Antiretroviral Treatment Policy Could Lead to HIV Elimination in South Africa
In South Africa, the current antiretroviral treatment policy could lead to elimination of HIV within the country over the next 24 to 34 years.
But a universal test and treat (UTT) approach could achieve elimination 10 years earlier according to new research published this week in PLOS Medicine.
The research, which is an international collaboration led by Jan Hontelez from Erasmus MC, University Medical Center Rotterdam, Netherlands, used nine increasingly sophisticated mathematical models aimed to test the time frames in which expanded access to antiretroviral viral therapy could lead to HIV elimination in South Africa..
Antiretroviral therapy is usually started when a person's CD4 count (a type of white blood cell) falls below 350 cells/μl blood, but evidence exists that treatment of all HIV-positive individuals, regardless of their CD4 count, could reduce HIV transmission by reducing the infectiousness of HIV-positive individuals ("treatment as prevention"). Previous studies have suggested that scale up of HIV treatment could lead to elimination of HIV although within differing time scales.

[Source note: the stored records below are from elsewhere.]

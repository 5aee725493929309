//! The branch-rewrite engine: folds a run of "live update" commits on top
//! of the last master commit into a single per-day commit, keeping `live`
//! force-pushed for latency and `master` fast-forwarded for durability.

use std::path::Path;

use crate::error::Result;
use crate::git::{capture_text, GitOperator};
use crate::repo_state::{check_invariant, RepoFileStatus};

const LIVE_UPDATE_MESSAGE: &str = "live update";

/// Walk `base` back past every ancestor whose commit message is exactly
/// `"live update"`, stopping at the first commit that isn't one (i.e. the
/// last closed-day commit on `master`, or the repo root).
fn walk_past_live_updates(git: &dyn GitOperator, repo: &Path, mut base: String) -> Result<String> {
    loop {
        let message = capture_text(git, repo, &["show", "-s", "--format=%B", &base])?;
        if message != LIVE_UPDATE_MESSAGE {
            return Ok(base);
        }
        base = capture_text(git, repo, &["rev-parse", &format!("{base}^")])?;
    }
}

/// Close out `old_now_target`, the day the previous `now` symlink pointed
/// at, folding any pending live-update commits into a single commit on
/// `master` if that day's file actually changed.
///
/// Spec section 4.7, steps 1-7. The caller (the date router) performs step
/// 8: creating the new `now` link and appending the incoming message.
pub fn roll_over(git: &dyn GitOperator, repo: &Path, old_now_target: &str) -> Result<()> {
    let head = capture_text(git, repo, &["rev-parse", "HEAD"])?;
    let base = walk_past_live_updates(git, repo, head)?;

    git.run(repo, &["reset", "--soft", &base])?;

    let (now_status, day_status) = check_invariant(git, repo, old_now_target)?;

    if now_status == RepoFileStatus::Tracked {
        git.run(repo, &["rm", "--cached", "now"])?;
    }

    if day_status != RepoFileStatus::Missing {
        git.run(repo, &["add", old_now_target])?;
        git.run(repo, &["commit", "-m", old_now_target])?;
        git.run(repo, &["push", "origin", "HEAD:master"])?;
    }

    if now_status != RepoFileStatus::Missing {
        let now_path = repo.join("now");
        if now_path.symlink_metadata().is_ok() {
            std::fs::remove_file(&now_path)?;
        }
    }

    Ok(())
}

/// Commit and force-push everything staged by the most recent drain onto
/// `live`. Invoked once per drain that actually published something (spec
/// section 4.7, "Live-update publication").
pub fn publish_live_update(git: &dyn GitOperator, repo: &Path) -> Result<()> {
    git.run(repo, &["add", "."])?;
    git.run(repo, &["commit", "-m", LIVE_UPDATE_MESSAGE])?;
    git.run(repo, &["push", "origin", "HEAD:live", "-f"])?;
    Ok(())
}
use std::collections::{HashMap, HashSet};

use crate::chat_ref::ChatRef;

/// Last-observed membership for one chat: the full member-id set where
/// enumeration succeeded, or just the reported participant count where it
/// did not.
#[derive(Debug, Clone, PartialEq, Eq)]
pub enum Membership {
    Members(HashSet<u64>),
    Count(u32),
}

/// Outcome of recording one observation against the stored baseline.
#[derive(Debug, Clone, PartialEq, Eq)]
pub enum MembershipChange {
    /// First usable observation in this mode; nothing to report.
    Baseline,
    /// Member ids present now but not in the previous set, in enumeration
    /// order.
    NewMembers(Vec<u64>),
    /// Count-mode fallback: the participant count grew.
    CountIncrease { delta: u32, total: u32 },
    Unchanged,
}

/// In-memory only; restarts start over from a fresh baseline.
#[derive(Default)]
pub struct SnapshotStore {
    chats: HashMap<ChatRef, Membership>,
}

impl SnapshotStore {
    pub fn new() -> Self {
        Self::default()
    }

    /// Records a successful member enumeration. A chat previously tracked
    /// by count only (or not at all) starts a fresh set baseline without
    /// reporting anyone as new.
    pub fn record_members(&mut self, chat: ChatRef, current: &[u64]) -> MembershipChange {
        let change = match self.chats.get(&chat) {
            Some(Membership::Members(previous)) => {
                let mut emitted = HashSet::new();
                let new: Vec<u64> = current
                    .iter()
                    .copied()
                    .filter(|id| !previous.contains(id) && emitted.insert(*id))
                    .collect();
                if new.is_empty() {
                    MembershipChange::Unchanged
                } else {
                    MembershipChange::NewMembers(new)
                }
            }
            _ => MembershipChange::Baseline,
        };

        self.chats
            .insert(chat, Membership::Members(current.iter().copied().collect()));
        change
    }

    /// Records a participant count for a chat whose members could not be
    /// enumerated. Only growth is reported; the new count becomes the
    /// baseline either way.
    pub fn record_count(&mut self, chat: ChatRef, count: u32) -> MembershipChange {
        let change = match self.chats.get(&chat) {
            Some(Membership::Count(previous)) if count > *previous => {
                MembershipChange::CountIncrease {
                    delta: count - previous,
                    total: count,
                }
            }
            Some(Membership::Count(_)) => MembershipChange::Unchanged,
            // No prior count: either never observed, or the set baseline
            // is no longer comparable because enumeration stopped working.
            _ => MembershipChange::Baseline,
        };

        self.chats.insert(chat, Membership::Count(count));
        change
    }

    pub fn get(&self, chat: &ChatRef) -> Option<&Membership> {
        self.chats.get(chat)
    }

    pub fn len(&self) -> usize {
        self.chats.len()
    }

    pub fn is_empty(&self) -> bool {
        self.chats.is_empty()
    }
}
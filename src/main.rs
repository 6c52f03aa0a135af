mod backend;
mod chat_ref;
mod config;
mod event;
mod health;
mod messages;
mod poller;
mod registry;
mod reply_queue;
mod snapshot;
mod telegram;
mod watcher;

use std::sync::Arc;

use teloxide::prelude::*;
use teloxide::types::User;
use tokio::sync::Mutex;

use crate::chat_ref::{ChatKind, ChatRef};
use crate::config::Config;
use crate::event::Joiner;
use crate::reply_queue::ReplyQueue;
use crate::telegram::TelegramBackend;
use crate::watcher::Watcher;

fn chat_ref_of(chat: &teloxide::types::Chat) -> Option<ChatRef> {
    if chat.is_supergroup() {
        ChatRef::from_api(chat.id.0, ChatKind::Supergroup)
    } else if chat.is_group() {
        ChatRef::from_api(chat.id.0, ChatKind::Group)
    } else {
        None
    }
}

fn joiner_of(user: &User) -> Joiner {
    Joiner {
        id: user.id.0,
        username: user.username.clone(),
        first_name: user.first_name.clone(),
        last_name: user.last_name.clone(),
    }
}

async fn on_message(
    msg: Message,
    watcher: Arc<Mutex<Watcher>>,
    config: Arc<Config>,
) -> ResponseResult<()> {
    if let Some(joined) = msg.new_chat_members() {
        if let Some(chat) = chat_ref_of(&msg.chat) {
            let joined: Vec<Joiner> = joined.iter().map(joiner_of).collect();
            let sender = msg.from.as_ref().map(|user| user.id.0);
            watcher
                .lock()
                .await
                .handle_new_members(chat, msg.chat.title(), sender, joined)
                .await;
        }
    } else if msg.chat.id == config.operator_chat {
        if let Some(text) = msg.text() {
            watcher.lock().await.handle_command(text).await;
        }
    } else if let Some(chat) = chat_ref_of(&msg.chat) {
        watcher.lock().await.note_seen(chat);
    }

    Ok(())
}

#[tokio::main]
async fn main() {
    env_logger::init();

    let config = match Config::from_env() {
        Ok(config) => Arc::new(config),
        Err(e) => {
            eprintln!("❌ ERROR: {e}");
            eprintln!();
            eprintln!("Set BOT_TOKEN to your bot's API token and OPERATOR_CHAT_ID to the");
            eprintln!("private chat that should receive notifications, then restart.");
            std::process::exit(1);
        }
    };

    log::info!("Starting group join watcher...");

    let bot = Bot::new(config.bot_token.clone());
    let me = match bot.get_me().await {
        Ok(me) => me,
        Err(e) => {
            eprintln!("❌ Failed to connect: {e}");
            eprintln!();
            eprintln!("Your BOT_TOKEN may be invalid or revoked. Get a fresh token from");
            eprintln!("@BotFather and update the environment.");
            std::process::exit(1);
        }
    };
    log::info!("Logged in as {}", me.user.first_name);

    let queue = ReplyQueue::new(bot.clone(), config.operator_chat);
    let backend = Arc::new(TelegramBackend::new(bot.clone(), queue));
    let watcher = Arc::new(Mutex::new(
        Watcher::initialize(backend, &config.registry_file, me.user.id.0).await,
    ));

    // Re-validate whatever the registry file still holds before the
    // update stream starts delivering.
    {
        let mut watcher = watcher.lock().await;
        watcher.refresh_all().await;
        log::info!("Monitoring {} group entries", watcher.registry().len());
    }

    tokio::spawn(health::serve(config.health_port));
    if let Some(url) = config.external_url.clone() {
        tokio::spawn(health::keep_alive(url));
    }
    if let Some(period) = config.poll_interval {
        tokio::spawn(poller::run(watcher.clone(), period));
    }

    Dispatcher::builder(bot, Update::filter_message().endpoint(on_message))
        .dependencies(dptree::deps![watcher, config])
        .default_handler(|_| async {})
        .enable_ctrlc_handler()
        .build()
        .dispatch()
        .await
}
//! Health endpoint and keep-alive ping for hosting platforms that stop
//! idle processes.

use std::time::Duration;

use axum::extract::State;
use axum::routing::get;
use axum::{Json, Router};
use serde::Serialize;
use tokio::time::Instant;

const KEEP_ALIVE_PERIOD: Duration = Duration::from_secs(14 * 60);

#[derive(Debug, Clone, Serialize)]
pub struct HealthStatus {
    status: &'static str,
    uptime_seconds: u64,
    timestamp: String,
}

#[derive(Clone, Copy)]
struct AppState {
    started: Instant,
}

async fn health_handler(State(state): State<AppState>) -> Json<HealthStatus> {
    Json(HealthStatus {
        status: "Watcher is running",
        uptime_seconds: state.started.elapsed().as_secs(),
        timestamp: chrono::Utc::now().to_rfc3339(),
    })
}

pub async fn serve(port: u16) {
    let state = AppState {
        started: Instant::now(),
    };
    let app = Router::new().route("/", get(health_handler)).with_state(state);

    let addr = format!("0.0.0.0:{port}");
    let listener = match tokio::net::TcpListener::bind(&addr).await {
        Ok(listener) => listener,
        Err(e) => {
            log::error!("Cannot bind health server to {addr}: {e}");
            return;
        }
    };

    log::info!("Health server listening on {addr}");

    if let Err(e) = axum::serve(listener, app).await {
        log::error!("Health server failed: {e}");
    }
}

/// Fetches the configured external URL periodically so the hosting
/// platform sees inbound traffic and keeps the process alive.
pub async fn keep_alive(url: String) {
    let client = match reqwest::Client::builder()
        .timeout(Duration::from_secs(30))
        .build()
    {
        Ok(client) => client,
        Err(e) => {
            log::error!("Cannot build keep-alive client: {e}");
            return;
        }
    };

    let mut ticks = tokio::time::interval_at(
        Instant::now() + KEEP_ALIVE_PERIOD,
        KEEP_ALIVE_PERIOD,
    );
    ticks.set_missed_tick_behavior(tokio::time::MissedTickBehavior::Delay);

    loop {
        ticks.tick().await;
        match client.get(&url).send().await {
            Ok(response) => log::info!("Keep-alive ping: {}", response.status()),
            Err(e) => log::warn!("Keep-alive ping failed: {e}"),
        }
    }
}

In their study Hontelez and colleagues systematically assessed a UTT intervention (defined as annual screening of individuals age 15+ years and immediate initiation of antiretroviral therapy (ART) for all HIV-infected adults starting in 2012 and scaled up to 90% coverage by 2019) by simulating the HIV epidemic in South Africa with increasing degrees of complexity and realism-including sexual networks, HIV stages with different degrees of infectiousness, and updated treatment effectiveness assumptions to explore the timeframes to elimination.
All the models replicated the prevalence of HIV in South Africa (the proportion of the population that was HIV-positive) between 1990 and 2010, and all predicted that UTT would result in HIV elimination (less than one new infection per 1,000 person-years). However, whereas the simplest model predicted that UTT would eliminate HIV after seven years, the more complex, realistic models predicted elimination at much later time points.
Importantly, the most comprehensive model predicted that, although elimination would be reached after about 17 years of UTT, the current strategy of ART initiation for HIV-positive individuals at a CD4 cell count at or below 350 cells/μl would also lead to HIV elimination, albeit ten years later than UTT.
In a related Perspective article Nathan Ford and Gottfried Hirnschall (uninvolved in the study) from the World Health Organization reflect on the research noting, "[t]he case for ART impact on HIV transmission is proven. The priority now is to help translate this concept into benefits for patients and communities by identifying and implementing approaches that work to maximize early HIV testing and ART uptake and long-term retention in care."